What the task asks: Where the word "default" occurs in a line of the data, return the whole line.

Start of Raw data

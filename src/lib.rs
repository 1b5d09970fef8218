//! Client for a project management API whose payloads are
//! reference-preserving object graphs.

pub mod config;
pub mod graph;
pub mod logging;
pub mod models;
pub mod remote;
pub mod services;
pub mod sync;
pub mod ui;
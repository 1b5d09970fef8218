use serde_json::Value;
use thiserror::Error;

use crate::models::EntityId;

pub mod http;
#[cfg(test)]
pub mod memory;

#[derive(Error, Debug)]
pub enum RemoteError {
    #[error("Status: {status}, Details: {details}")]
    Status { status: u16, details: String },

    #[error("No response received from '{url}'. Check if the backend is running. ({reason})")]
    Unreachable { url: String, reason: String },

    #[error("Invalid response body from '{url}': {reason}")]
    Body { url: String, reason: String },
}

/// The service that owns the records.
///
/// Collections are addressed by their path segment (`projects`, `tasks`,
/// `users`). Calls block until the service answers or the transport gives up.
pub trait Remote {
    /// Returns the whole collection in reference-tagged form.
    fn fetch(&self, collection: &str) -> Result<Value, RemoteError>;
    /// Creates a record from a plain body without id.
    fn create(&self, collection: &str, body: &Value) -> Result<(), RemoteError>;
    /// Replaces a record with a plain body carrying the same id.
    fn update(&self, collection: &str, id: EntityId, body: &Value) -> Result<(), RemoteError>;
    fn delete(&self, collection: &str, id: EntityId) -> Result<(), RemoteError>;
}
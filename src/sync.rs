//! Keeps one entity list, one edit form and the remote store in step.
//!
//! Every successful mutation is followed by a full reload, so the list
//! always mirrors what the remote returned last. Nothing is merged locally.

use std::fmt;

use thiserror::Error;
use tracing::{debug, warn};

use crate::{
    graph::{DecodeError, DecodeOptions, decode_graph_with},
    models::{EntityId, Named},
    remote::{Remote, RemoteError},
    services::{Service, ValidationError},
};

#[derive(Debug, Clone, PartialEq)]
pub enum ListState<E> {
    Idle,
    Loading,
    /// The last fetch succeeded. An empty list is not a failure.
    Ready(Vec<E>),
    /// The last fetch failed; the message is shown in place of the list
    Failed(String),
}

#[derive(Debug, Clone, Copy, PartialEq, Eq)]
pub enum FormMode {
    Creating,
    Editing(EntityId),
}

#[derive(Debug, Clone, Copy, PartialEq, Eq)]
pub enum Action {
    Create,
    Update,
    Delete,
}

impl fmt::Display for Action {
    fn fmt(&self, f: &mut fmt::Formatter<'_>) -> fmt::Result {
        let verb = match self {
            Action::Create => "create",
            Action::Update => "update",
            Action::Delete => "delete",
        };
        write!(f, "{verb}")
    }
}

#[derive(Debug, Error)]
pub enum FetchError {
    #[error("Failed to fetch {label}s. {source}")]
    Remote {
        label: &'static str,
        source: RemoteError,
    },

    #[error("Failed to read {label}s. {source}")]
    Decode {
        label: &'static str,
        source: DecodeError,
    },
}

#[derive(Debug, Error)]
#[error("Failed to {action} {label}: {source}")]
pub struct MutationError {
    pub action: Action,
    pub label: &'static str,
    pub source: RemoteError,
}

#[derive(Debug, Error)]
pub enum SubmitError {
    #[error(transparent)]
    Validation(#[from] ValidationError),

    #[error(transparent)]
    Mutation(#[from] MutationError),
}

/// Answer to "Are you sure you want to delete this …?"
#[derive(Debug, Clone, Copy, PartialEq, Eq)]
pub enum Confirmation {
    Confirmed,
    Declined,
}

impl From<bool> for Confirmation {
    fn from(confirmed: bool) -> Self {
        if confirmed {
            Confirmation::Confirmed
        } else {
            Confirmation::Declined
        }
    }
}

#[derive(Debug, Clone, Copy, PartialEq, Eq)]
pub enum RemoveOutcome {
    Removed,
    Declined,
}

pub struct Controller<'r, S: Service> {
    remote: &'r dyn Remote,
    options: DecodeOptions,
    list: ListState<S::Entity>,
    form: S::Form,
    mode: FormMode,
    issues: Vec<DecodeError>,
}

impl<'r, S: Service> Controller<'r, S> {
    pub fn new(remote: &'r dyn Remote) -> Self {
        Self::with_options(remote, DecodeOptions::default())
    }

    pub fn with_options(remote: &'r dyn Remote, options: DecodeOptions) -> Self {
        Self {
            remote,
            options,
            list: ListState::Idle,
            form: S::Form::default(),
            mode: FormMode::Creating,
            issues: Vec::new(),
        }
    }

    pub fn state(&self) -> &ListState<S::Entity> {
        &self.list
    }

    /// The loaded records; empty unless the last load succeeded.
    pub fn entities(&self) -> &[S::Entity] {
        match &self.list {
            ListState::Ready(entities) => entities,
            _ => &[],
        }
    }

    pub fn form(&self) -> &S::Form {
        &self.form
    }

    pub fn mode(&self) -> FormMode {
        self.mode
    }

    /// References the last load had to drop
    pub fn issues(&self) -> &[DecodeError] {
        &self.issues
    }

    /// Message to show instead of the list, if any.
    pub fn notice(&self) -> Option<String> {
        match &self.list {
            ListState::Idle => None,
            ListState::Loading => Some(format!("Loading {}s...", S::LABEL)),
            ListState::Ready(entities) if entities.is_empty() => Some(format!(
                "No {label}s found. Please add a {label} or check the backend.",
                label = S::LABEL
            )),
            ListState::Ready(_) => None,
            ListState::Failed(message) => Some(message.clone()),
        }
    }

    pub fn find(&self, id: EntityId) -> Option<&S::Entity> {
        self.entities().iter().find(|entity| entity.id() == id)
    }

    /// Replaces the list with the remote's current collection and returns
    /// how many records it holds.
    pub fn load(&mut self) -> Result<usize, FetchError> {
        self.list = ListState::Loading;
        debug!(collection = S::COLLECTION, "Loading collection");

        match self.fetch() {
            Ok((entities, issues)) => {
                let count = entities.len();
                debug!(collection = S::COLLECTION, count, "Loaded collection");
                self.list = ListState::Ready(entities);
                self.issues = issues;
                Ok(count)
            }
            Err(err) => {
                warn!(collection = S::COLLECTION, error = %err, "Load failed");
                self.list = ListState::Failed(err.to_string());
                self.issues.clear();
                Err(err)
            }
        }
    }

    fn fetch(&self) -> Result<(Vec<S::Entity>, Vec<DecodeError>), FetchError> {
        let decode_failed = |source| FetchError::Decode {
            label: S::LABEL,
            source,
        };

        let raw = self
            .remote
            .fetch(S::COLLECTION)
            .map_err(|source| FetchError::Remote {
                label: S::LABEL,
                source,
            })?;
        let decoded = decode_graph_with(&raw, self.options).map_err(decode_failed)?;
        let entities = decoded
            .graph
            .collection(&decoded.root, S::LABEL)
            .map_err(decode_failed)?
            .into_iter()
            .map(S::from_view)
            .collect::<Result<Vec<_>, _>>()
            .map_err(decode_failed)?;

        Ok((entities, decoded.issues))
    }

    /// Reloads after a mutation. A failed reload is reported through the
    /// list state, not to the caller of the mutation.
    fn resync(&mut self) {
        let _ = self.load();
    }

    /// Saves the form: creates a record, or replaces the one being edited.
    ///
    /// The form is kept as given when validation or the remote call fails.
    pub fn submit(&mut self, form: S::Form) -> Result<(), SubmitError> {
        self.form = form;

        let id = match self.mode {
            FormMode::Creating => None,
            FormMode::Editing(id) => Some(id),
        };
        let body = S::body(&self.form, id)?;

        let (action, result) = match id {
            None => (Action::Create, self.remote.create(S::COLLECTION, &body)),
            Some(id) => (Action::Update, self.remote.update(S::COLLECTION, id, &body)),
        };
        if let Err(source) = result {
            warn!(collection = S::COLLECTION, %action, error = %source, "Mutation failed");
            return Err(MutationError {
                action,
                label: S::LABEL,
                source,
            }
            .into());
        }
        debug!(collection = S::COLLECTION, %action, "Mutation applied");

        self.cancel_edit();
        self.resync();
        Ok(())
    }

    pub fn begin_edit(&mut self, entity: &S::Entity) {
        self.form = S::to_form(entity);
        self.mode = FormMode::Editing(entity.id());
    }

    pub fn cancel_edit(&mut self) {
        self.form = S::Form::default();
        self.mode = FormMode::Creating;
    }

    /// Deletes a record once the caller has confirmed it.
    pub fn remove(
        &mut self,
        id: EntityId,
        confirmation: Confirmation,
    ) -> Result<RemoveOutcome, MutationError> {
        if confirmation == Confirmation::Declined {
            return Ok(RemoveOutcome::Declined);
        }

        self.remote
            .delete(S::COLLECTION, id)
            .map_err(|source| {
                warn!(collection = S::COLLECTION, id, error = %source, "Delete failed");
                MutationError {
                    action: Action::Delete,
                    label: S::LABEL,
                    source,
                }
            })?;
        debug!(collection = S::COLLECTION, id, "Deleted record");

        if self.mode == FormMode::Editing(id) {
            self.cancel_edit();
        }
        self.resync();
        Ok(RemoveOutcome::Removed)
    }
}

End of Raw data

The completed task:
        Self::with_options(remote, DecodeOptions::default())
            form: S::Form::default(),
        self.form = S::Form::default();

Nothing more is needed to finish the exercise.